まとめると、安田善次郎がいう金持ちになる方法は、一生懸命に働き、一足飛びに成功を求めようとせず、コツコツと信用を築きながらお金を稼ぎ、必要以上に無駄遣いをせず、貯蓄に励むということでしょう。
現在にとっては、そこまで目新しいことではないかもしれません。
同じことをやっても、安田善次郎のような大富豪になれるかはなんともいえません。
しかし、結局のところお金持ちになるとか仕事で大きな成果を上げるための方法は、100年以上前から大きく変わらないということでしょう。
テレビやネットでは、株やビットコインで一山当てた人や、AIを駆使して新しいビジネスを立ち上げた人がよく出てきます。
NISAをやってみてもいいでしょうし、ChatGPTを仕事で利用してみるのもいいでしょう。

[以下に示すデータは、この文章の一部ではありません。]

//! Matrix decompositions and linear solves.
//!
//! Every routine converts its [`Matrix`] operand to an `nalgebra::DMatrix`
//! and runs the corresponding `nalgebra` factorisation:
//!
//! - Cholesky factorisation, falling back to a spectral square root for
//!   singular covariance matrices
//! - Symmetric eigen-decomposition
//! - LU solves with a relative pivot check
//! - Eigenvalue clipping for the nearest positive semi-definite matrix in
//!   Frobenius norm

use super::matrix::Matrix;
use crate::types::LinalgError;
use nalgebra::{DMatrix, DVector, SymmetricEigen};

/// Symmetry tolerance for decompositions, relative to entry magnitude.
pub const SYMMETRY_TOLERANCE: f64 = 1e-10;

/// Maximum QR sweeps of the symmetric eigen-solver.
const MAX_EIGEN_ITERATIONS: usize = 10_000;

/// LU pivots below this fraction of the largest row sum count as zero.
const SINGULAR_PIVOT: f64 = 1e-14;

/// Lower-triangular Cholesky factor `L` with `A = L·Lᵀ`.
///
/// # Errors
///
/// - `LinalgError::NotSquare` / `NotSymmetric` for malformed input
/// - `LinalgError::NotPositiveDefinite` if the matrix is not strictly
///   positive definite
///
/// # Examples
///
/// ```
/// use wealth_core::math::{cholesky, Matrix};
///
/// let a = Matrix::from_rows(vec![vec![4.0, 2.0], vec![2.0, 3.0]]).unwrap();
/// let l = cholesky(&a).unwrap();
/// assert!((l[(1, 1)] - 2.0_f64.sqrt()).abs() < 1e-12);
/// ```
pub fn cholesky(a: &Matrix) -> Result<Matrix, LinalgError> {
    a.check_symmetric(SYMMETRY_TOLERANCE)?;
    match lower_factor(a) {
        Some(factor) => Ok(factor),
        None => Err(LinalgError::NotPositiveDefinite {
            min_eigenvalue: min_eigenvalue(a)?,
        }),
    }
}

/// Square-root factor `F` with `A ≈ F·Fᵀ` of a positive semi-definite matrix.
///
/// Positive definite input yields the Cholesky factor. Singular input
/// (perfectly correlated or zero-volatility assets) yields `V·diag(√λ)`
/// from the eigen-decomposition, with eigenvalues down to
/// `-tol · max(diag)` clipped to zero.
///
/// # Errors
///
/// Returns `LinalgError::NotPositiveDefinite` when the matrix is indefinite
/// beyond tolerance.
pub fn covariance_factor(a: &Matrix, tol: f64) -> Result<Matrix, LinalgError> {
    a.check_symmetric(SYMMETRY_TOLERANCE)?;
    if let Some(factor) = lower_factor(a) {
        return Ok(factor);
    }
    let scale = a
        .diagonal()
        .into_iter()
        .fold(0.0_f64, f64::max)
        .max(f64::MIN_POSITIVE);
    let eigen = eigen_decompose(a)?;
    let min = eigen.eigenvalues.iter().copied().fold(f64::INFINITY, f64::min);
    if min < -tol * scale || !min.is_finite() {
        return Err(LinalgError::NotPositiveDefinite { min_eigenvalue: min });
    }
    let roots = eigen.eigenvalues.map(|v| v.max(0.0).sqrt());
    Ok(Matrix::from(eigen.eigenvectors * DMatrix::from_diagonal(&roots)))
}

fn lower_factor(a: &Matrix) -> Option<Matrix> {
    a.to_dmatrix()
        .cholesky()
        .map(|factor| Matrix::from(factor.l()))
        .filter(Matrix::is_finite)
}

fn eigen_decompose(a: &Matrix) -> Result<SymmetricEigen<f64, nalgebra::Dyn>, LinalgError> {
    a.check_symmetric(SYMMETRY_TOLERANCE)?;
    SymmetricEigen::try_new(
        a.symmetrised().to_dmatrix(),
        f64::EPSILON,
        MAX_EIGEN_ITERATIONS,
    )
    .ok_or(LinalgError::NoConvergence {
        iterations: MAX_EIGEN_ITERATIONS,
    })
}

/// Eigenvalues of a symmetric matrix in ascending order.
///
/// # Errors
///
/// Returns `LinalgError::NotSymmetric` for asymmetric input and
/// `LinalgError::NoConvergence` if the eigen-solver stalls.
pub fn eigenvalues(a: &Matrix) -> Result<Vec<f64>, LinalgError> {
    let mut values: Vec<f64> = eigen_decompose(a)?.eigenvalues.iter().copied().collect();
    values.sort_by(f64::total_cmp);
    Ok(values)
}

/// Smallest eigenvalue of a symmetric matrix.
pub fn min_eigenvalue(a: &Matrix) -> Result<f64, LinalgError> {
    Ok(eigenvalues(a)?.first().copied().unwrap_or(0.0))
}

/// Whether a symmetric matrix is positive semi-definite.
///
/// Eigenvalues down to `-tol · max(1, max|diag|)` are accepted as zero.
///
/// # Examples
///
/// ```
/// use wealth_core::math::{is_positive_semidefinite, Matrix};
///
/// let psd = Matrix::from_rows(vec![vec![1.0, 1.0], vec![1.0, 1.0]]).unwrap();
/// assert!(is_positive_semidefinite(&psd, 1e-10).unwrap());
///
/// let indefinite = Matrix::from_rows(vec![vec![1.0, 2.0], vec![2.0, 1.0]]).unwrap();
/// assert!(!is_positive_semidefinite(&indefinite, 1e-10).unwrap());
/// ```
pub fn is_positive_semidefinite(a: &Matrix, tol: f64) -> Result<bool, LinalgError> {
    let scale = a
        .diagonal()
        .into_iter()
        .map(f64::abs)
        .fold(1.0_f64, f64::max);
    Ok(min_eigenvalue(a)? >= -tol * scale)
}

/// Nearest positive semi-definite matrix by eigenvalue clipping.
///
/// Eigenvalues below `floor` are raised to `floor`; the result is the
/// Frobenius-nearest matrix with spectrum bounded below by `floor`.
pub fn nearest_positive_semidefinite(a: &Matrix, floor: f64) -> Result<Matrix, LinalgError> {
    let mut eigen = eigen_decompose(a)?;
    eigen.eigenvalues.apply(|v| *v = v.max(floor));
    Ok(Matrix::from(eigen.recompose()).symmetrised())
}

/// Solves `A·x = b` by LU decomposition with partial pivoting.
///
/// # Errors
///
/// Returns `LinalgError::Singular` when a pivot vanishes relative to the
/// matrix scale.
pub fn solve(a: &Matrix, b: &[f64]) -> Result<Vec<f64>, LinalgError> {
    let n = require_square(a)?;
    if b.len() != n {
        return Err(LinalgError::DimensionMismatch {
            context: "solve",
            expected: n,
            found: b.len(),
        });
    }
    let lu = a.to_dmatrix().lu();
    check_pivots(&lu.u(), a.max_abs_row_sum())?;
    lu.solve(&DVector::from_column_slice(b))
        .map(|x| x.iter().copied().collect())
        .ok_or(LinalgError::Singular {
            pivot: n.saturating_sub(1),
        })
}

/// Matrix inverse via LU decomposition.
///
/// # Errors
///
/// Same as [`solve`].
pub fn inverse(a: &Matrix) -> Result<Matrix, LinalgError> {
    let n = require_square(a)?;
    let lu = a.to_dmatrix().lu();
    check_pivots(&lu.u(), a.max_abs_row_sum())?;
    lu.try_inverse()
        .map(Matrix::from)
        .ok_or(LinalgError::Singular { pivot: n.saturating_sub(1) })
}

fn require_square(a: &Matrix) -> Result<usize, LinalgError> {
    if a.is_square() {
        Ok(a.rows())
    } else {
        Err(LinalgError::NotSquare {
            rows: a.rows(),
            cols: a.cols(),
        })
    }
}

fn check_pivots(u: &DMatrix<f64>, scale: f64) -> Result<(), LinalgError> {
    let threshold = SINGULAR_PIVOT * scale.max(f64::MIN_POSITIVE);
    match (0..u.nrows().min(u.ncols())).find(|&i| !(u[(i, i)].abs() > threshold)) {
        Some(pivot) => Err(LinalgError::Singular { pivot }),
        None => Ok(()),
    }
}
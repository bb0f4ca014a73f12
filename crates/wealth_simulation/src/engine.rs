//! Monte Carlo path simulator.
//!
//! Each scenario of each client is an independent path. Within a period the
//! steps run in a fixed order:
//!
//! ```text
//! draw returns ─► revalue ─► management fee ─► rebalance? ─► year end? ─► fund cash ─► adapt profile
//!                                              │                │              │
//!                                              │                │              └─ pro-rata sale, then forced sale
//!                                              │                └─ harvest, performance fee, tax
//!                                              └─ optimise ─► (fallback) ─► bias ─► trade with costs
//! ```
//!
//! Rebalances are self-funding: the invested budget is solved so that
//! trades plus their costs leave exactly the cash buffer. Fees and tax are
//! funded by pro-rata sales of daily-liquid holdings; only a deficit those
//! cannot cover is a liquidity shortfall.
//!
//! Scenarios run on the rayon pool. Each owns its RNG, seeded from
//! `(random_seed, client index, scenario index)`, its regime state and its
//! snapshots, so results do not depend on scheduling.

use crate::config::{SimulationConfig, MAX_CLIENTS, MAX_PERIODS, MAX_SCENARIOS};
use crate::costs::TradeCost;
use crate::error::{ConfigurationError, ScenarioError, ScenarioFailure, SimulationError};
use crate::liquidity::{cover_shortfall, raise_cash};
use crate::path::{SimulationOutcome, SimulationPath};
use crate::rebalance::{RebalanceInputs, RebalanceTrigger};
use crate::state::{FeeKind, InitialPortfolio, PortfolioState, StateEvent};
use crate::tax::{harvest_losses, sell_hifo, RealisedGains, TaxLot};
use chrono::{Days, Months, NaiveDate};
use rayon::prelude::*;
use std::sync::atomic::{AtomicBool, Ordering};
use std::sync::Arc;
use tracing::{debug, info, warn};
use wealth_core::types::client::MAX_RISK_TOLERANCE;
use wealth_core::types::{initial_allocation, ClientProfile};
use wealth_models::behaviour::{BiasContext, BiasInjector};
use wealth_models::rng::{derive_seed, SimRng};
use wealth_models::sampler::ReturnModel;
use wealth_optimiser::constraints::CandidateAsset;
use wealth_optimiser::strategy::OptimisationStrategy;
use wealth_optimiser::{optimise, Diagnostic, OptimisationProblem, OptimisationResult};

/// Trades smaller than this fraction of portfolio value are skipped.
const MIN_TRADE_FRACTION: f64 = 1e-9;

/// Funding residual, as a fraction of portfolio value, accepted when
/// solving the rebalance budget.
const FUNDING_TOLERANCE: f64 = 1e-12;
const FUNDING_ITERATIONS: usize = 32;

/// Cooperative cancellation flag shared with a running simulation.
///
/// Checked before each scenario starts; a cancelled run discards all
/// partial results.
#[derive(Clone, Debug, Default)]
pub struct CancellationToken {
    flag: Arc<AtomicBool>,
}

impl CancellationToken {
    /// Creates an un-cancelled token.
    pub fn new() -> Self {
        Self::default()
    }

    /// Requests cancellation.
    pub fn cancel(&self) {
        self.flag.store(true, Ordering::Relaxed);
    }

    /// Whether cancellation was requested.
    #[inline]
    pub fn is_cancelled(&self) -> bool {
        self.flag.load(Ordering::Relaxed)
    }
}

/// Per-client inputs shared by all of that client's scenarios.
struct ClientRun<'a> {
    index: usize,
    client: &'a ClientProfile,
    initial: &'a PortfolioState,
    anchor: &'a [f64],
    horizon: usize,
}

/// Multi-period wealth simulator.
///
/// # Examples
///
/// ```
/// use std::sync::Arc;
/// use wealth_core::math::Matrix;
/// use wealth_core::types::{Asset, AssetClass, ClientProfile, Universe};
/// use wealth_models::factor::{FactorModel, PsdPolicy};
/// use wealth_models::regime::RegimeSwitching;
/// use wealth_models::sampler::ReturnModel;
/// use wealth_simulation::config::SimulationConfig;
/// use wealth_simulation::engine::PathSimulator;
/// use wealth_simulation::state::InitialPortfolio;
///
/// let universe = Arc::new(
///     Universe::new(vec![
///         Asset::new("EQ", AssetClass::Equity, 0.08, 0.15).with_exposures(vec![1.0]),
///         Asset::new("CASH", AssetClass::Cash, 0.02, 0.0).with_exposures(vec![0.0]),
///     ])
///     .unwrap(),
/// );
/// let factors = FactorModel::from_universe(
///     &universe,
///     vec!["equity".into()],
///     Matrix::from_rows(vec![vec![0.0225]]).unwrap(),
///     PsdPolicy::Reject,
/// )
/// .unwrap();
/// let model = ReturnModel::new(universe, factors, RegimeSwitching::calm(), 12).unwrap();
///
/// let config = SimulationConfig::builder().num_scenarios(8).num_periods(6).build().unwrap();
/// let simulator = PathSimulator::new(config, Arc::new(model)).unwrap();
/// let client = ClientProfile::new("C1", 100_000.0, 5.0);
/// let initial = InitialPortfolio::from_weights(100_000.0, [("EQ", 0.5), ("CASH", 0.5)]);
///
/// let outcome = simulator.simulate(&client, &initial, 6, 8).unwrap();
/// assert_eq!(outcome.paths.len(), 8);
/// assert_eq!(outcome.paths[0].states.len(), 7);
/// ```
#[derive(Clone, Debug)]
pub struct PathSimulator {
    config: SimulationConfig,
    model: Arc<ReturnModel>,
    injector: BiasInjector,
    consensus: Vec<f64>,
    risky: Vec<bool>,
    cancellation: CancellationToken,
}
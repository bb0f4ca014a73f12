//! Criterion benchmarks for wealth_models return generation.
//!
//! Benchmarks cover:
//! - RNG performance
//! - Single-period draws (Gaussian and Student-t)
//! - Cross-sectional sampling with regime switching

use criterion::{black_box, criterion_group, criterion_main, BenchmarkId, Criterion};
use std::sync::Arc;
use wealth_core::math::Matrix;
use wealth_core::types::{Asset, AssetClass, Universe};
use wealth_models::factor::{FactorModel, PsdPolicy};
use wealth_models::regime::RegimeSwitching;
use wealth_models::rng::SimRng;
use wealth_models::sampler::{ReturnModel, TailModel};

fn build_model(n_assets: usize, regimes: RegimeSwitching) -> ReturnModel {
    let assets = (0..n_assets)
        .map(|i| {
            let class = if i % 2 == 0 {
                AssetClass::Equity
            } else {
                AssetClass::FixedIncome
            };
            let exposures = vec![
                if i % 2 == 0 { 1.0 } else { 0.1 },
                if i % 2 == 0 { 0.0 } else { 1.0 },
                0.05 * (i % 5) as f64,
            ];
            Asset::new(format!("A{i}"), class, 0.05, 0.18).with_exposures(exposures)
        })
        .collect();
    let universe = Arc::new(Universe::new(assets).unwrap());
    let factor_cov = Matrix::from_rows(vec![
        vec![0.0225, 0.00075, 0.001],
        vec![0.00075, 0.0025, 0.0],
        vec![0.001, 0.0, 0.01],
    ])
    .unwrap();
    let factors = FactorModel::from_universe(
        &universe,
        vec!["equity".into(), "rates".into(), "credit".into()],
        factor_cov,
        PsdPolicy::Reject,
    )
    .unwrap();
    ReturnModel::new(universe, factors, regimes, 12).unwrap()
}

/// Benchmark RNG generation.
fn bench_rng(c: &mut Criterion) {
    let mut group = c.benchmark_group("rng_generation");
    for n_samples in [1_000, 10_000] {
        group.bench_with_input(
            BenchmarkId::new("normal_batch", n_samples),
            &n_samples,
            |b, &n| {
                let mut rng = SimRng::from_seed(42);
                let mut buffer = vec![0.0; n];
                b.iter(|| {
                    rng.fill_normal(&mut buffer);
                    black_box(buffer.iter().sum::<f64>())
                });
            },
        );
    }
    group.finish();
}

/// Benchmark one period draw for varying universe sizes.
fn bench_draw_period(c: &mut Criterion) {
    let mut group = c.benchmark_group("draw_period");
    for n_assets in [10, 50, 200] {
        let gaussian = build_model(n_assets, RegimeSwitching::default_three_state());
        let student = gaussian
            .clone()
            .with_tail_model(TailModel::StudentT {
                degrees_of_freedom: 5.0,
            })
            .unwrap();

        group.bench_with_input(BenchmarkId::new("gaussian", n_assets), &gaussian, |b, m| {
            let mut rng = SimRng::from_seed(7);
            let state = m.initial_state();
            b.iter(|| black_box(m.draw_period(&state, 1, &mut rng)));
        });
        group.bench_with_input(BenchmarkId::new("student_t", n_assets), &student, |b, m| {
            let mut rng = SimRng::from_seed(7);
            let state = m.initial_state();
            b.iter(|| black_box(m.draw_period(&state, 1, &mut rng)));
        });
    }
    group.finish();
}

/// Benchmark cross-sectional sampling.
fn bench_sample_returns(c: &mut Criterion) {
    let mut group = c.benchmark_group("sample_returns");
    group.sample_size(20);
    let model = build_model(20, RegimeSwitching::default_three_state());
    for n_scenarios in [1_000, 10_000] {
        group.bench_with_input(
            BenchmarkId::new("period_12", n_scenarios),
            &n_scenarios,
            |b, &n| b.iter(|| black_box(model.sample_returns(12, n, 42).unwrap())),
        );
    }
    group.finish();
}

criterion_group!(benches, bench_rng, bench_draw_period, bench_sample_returns);
criterion_main!(benches);
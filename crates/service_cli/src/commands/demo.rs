//! Demo command: a self-contained batch over a built-in market.
//!
//! Three clients from different segments run through the full pipeline:
//! regime-switching returns, segment-driven strategy selection, biased
//! interventions, costs, fees, tax, forced liquidation and risk analysis.
//!
//! # Expected Log Output
//!
//! ```text
//! [Demo] Market: 5 assets, 2 factors, bull/bear/crisis regimes
//! [Demo] Clients: UHNW (PE sleeve), HNW (biased), Mass Affluent (ESG tilt)
//! ```

use std::sync::Arc;
use wealth_core::math::Matrix;
use wealth_core::types::{
    Asset, AssetClass, BiasProfile, ClientProfile, Goal, JCurve, LiquidityClass,
    PrivateMarketTerms, Universe,
};
use wealth_models::factor::{FactorModel, PsdPolicy};
use wealth_models::regime::RegimeSwitching;
use wealth_models::sampler::ReturnModel;
use wealth_simulation::state::InitialPortfolio;

use crate::commands::run::{print_table, simulate_and_analyse};
use crate::config::CliConfig;
use crate::Result;

/// Scenario cap keeping the demo interactive.
const DEMO_MAX_SCENARIOS: usize = 500;

/// Builds the demo market model.
pub fn demo_model(periods_per_year: usize) -> Result<Arc<ReturnModel>> {
    let universe = Arc::new(Universe::new(vec![
        Asset::new("GLOBAL_EQ", AssetClass::Equity, 0.08, 0.16)
            .with_exposures(vec![1.0, 0.0])
            .with_esg_score(52.0),
        Asset::new("GOVT_BOND", AssetClass::FixedIncome, 0.03, 0.05)
            .with_exposures(vec![0.0, 1.0])
            .with_esg_score(65.0),
        Asset::new("MONEY_MKT", AssetClass::Cash, 0.02, 0.005).with_exposures(vec![0.0, 0.1]),
        Asset::new("BUYOUT_PE", AssetClass::Alternative, 0.11, 0.22)
            .with_exposures(vec![1.1, 0.0])
            .with_liquidity(LiquidityClass::QuarterlyGated)
            .with_private_market(
                PrivateMarketTerms::smoothed(0.6).with_j_curve(JCurve::private_equity(), -24),
            ),
        Asset::new("CLIMATE_EQ", AssetClass::Esg, 0.075, 0.17)
            .with_exposures(vec![0.95, 0.05])
            .with_esg_score(86.0),
    ])?);
    let factors = FactorModel::from_universe(
        &universe,
        vec!["equity".into(), "rates".into()],
        Matrix::from_rows(vec![vec![0.0225, 0.0009], vec![0.0009, 0.0025]])?,
        PsdPolicy::Reject,
    )?;
    Ok(Arc::new(ReturnModel::new(
        universe,
        factors,
        RegimeSwitching::default_three_state(),
        periods_per_year,
    )?))
}

/// Demo clients with their starting portfolios.
pub fn demo_clients() -> Vec<(ClientProfile, InitialPortfolio)> {
    let uhnw = ClientProfile::new("UHNW-01", 40_000_000.0, 7.0)
        .with_goal(Goal::new("legacy", 45_000_000.0, 120));
    let uhnw_portfolio = InitialPortfolio::from_weights(
        40_000_000.0,
        [
            ("GLOBAL_EQ", 0.45),
            ("GOVT_BOND", 0.25),
            ("MONEY_MKT", 0.05),
            ("BUYOUT_PE", 0.25),
        ],
    )
    .with_cost_basis("GLOBAL_EQ", 12_000_000.0);

    let hnw = ClientProfile::new("HNW-01", 2_500_000.0, 5.0)
        .with_biases(BiasProfile {
            loss_aversion_strength: 0.7,
            herding_strength: 0.3,
            anchoring_weight: 0.4,
            recency_strength: 0.5,
            adaptation_rate: 0.05,
            ..BiasProfile::neutral()
        })
        .with_goal(Goal::new("retirement", 3_000_000.0, 120));
    let hnw_portfolio = InitialPortfolio::from_weights(
        2_500_000.0,
        [("GLOBAL_EQ", 0.6), ("GOVT_BOND", 0.35), ("MONEY_MKT", 0.05)],
    );

    let affluent = ClientProfile::new("MA-01", 250_000.0, 4.0)
        .with_biases(BiasProfile {
            herding_strength: 0.5,
            recency_strength: 0.3,
            ..BiasProfile::neutral()
        })
        .with_goal(Goal::new("house", 300_000.0, 60));
    let affluent_portfolio = InitialPortfolio::from_weights(
        250_000.0,
        [("CLIMATE_EQ", 0.4), ("GOVT_BOND", 0.5), ("MONEY_MKT", 0.1)],
    );

    vec![
        (uhnw, uhnw_portfolio),
        (hnw, hnw_portfolio),
        (affluent, affluent_portfolio),
    ]
}

/// Runs the demo batch.
pub fn run(config: &CliConfig) -> Result<()> {
    println!("========================================");
    println!("Wealth Engine Demo");
    println!("========================================");
    println!();

    let mut config = config.clone();
    config.simulation.num_scenarios = config.simulation.num_scenarios.min(DEMO_MAX_SCENARIOS);
    config.simulation.num_periods = config.simulation.num_periods.max(120);

    println!("[Demo] Market: 5 assets, 2 factors, bull/bear/crisis regimes");
    println!("[Demo] Clients: UHNW (PE sleeve), HNW (biased), Mass Affluent (ESG tilt)");
    println!(
        "[Demo] Running {} scenarios x {} periods per client (seed {})...",
        config.simulation.num_scenarios,
        config.simulation.num_periods,
        config.simulation.random_seed
    );

    let model = demo_model(config.simulation.periods_per_year)?;
    let reports = simulate_and_analyse(&config, model, &demo_clients())?;
    print_table(&reports);

    println!();
    println!("========================================");
    println!("Demo complete");
    println!("========================================");
    Ok(())
}

#[cfg(test)]
mod tests {
    use super::*;

    #[test]
    fn test_demo_inputs_are_consistent() {
        let model = demo_model(12).unwrap();
        let universe = model.universe();
        for (client, portfolio) in demo_clients() {
            assert!(client.validate().is_ok());
            let state = portfolio
                .to_state(universe, CliConfig::default().simulation.start_date, client.risk_tolerance)
                .unwrap();
            assert!((state.total_value() - client.wealth).abs() < 1e-6);
        }
    }

    #[test]
    fn test_demo_runs_small_batch() {
        let mut config = CliConfig::default();
        config.simulation.num_scenarios = 8;
        config.simulation.num_periods = 24;
        let reports = simulate_and_analyse(&config, demo_model(12).unwrap(), &demo_clients()).unwrap();
        assert_eq!(reports.len(), 3);
        assert!(reports.iter().all(|r| r.num_paths + r.excluded_count() == 8));
        assert!(reports[2].esg_score.is_some());
    }
}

しかし、そんなことよりも、会社員でも独立している人でも、
- 天引きで貯金をする
- 酒やタバコはやめる。もちろん夜の店にも行かない
- 株をやる場合でも、売り買いで儲けるのではなく、配当を得られるような安定した会社に投資する
- 病気で仕事ができなくならないように、よく寝て、よく食べる。
こういった「当たり前」で「地味」なことの積み重ねが、私たちのような凡人が貯蓄を積み上げるための唯一の道ということでしょう。
▪️編集後記
昨日はオフ。お宮参りの写真を受け取りにスタジオへ。可愛く仕上げてくれました。
その後、私の実家で写真を見ながらお昼ご飯。
▪️娘日記
日中は静かなのですが、夜になるとテンションが上がるのか、よく泣きます。
食欲も夜の方が旺盛な気がします。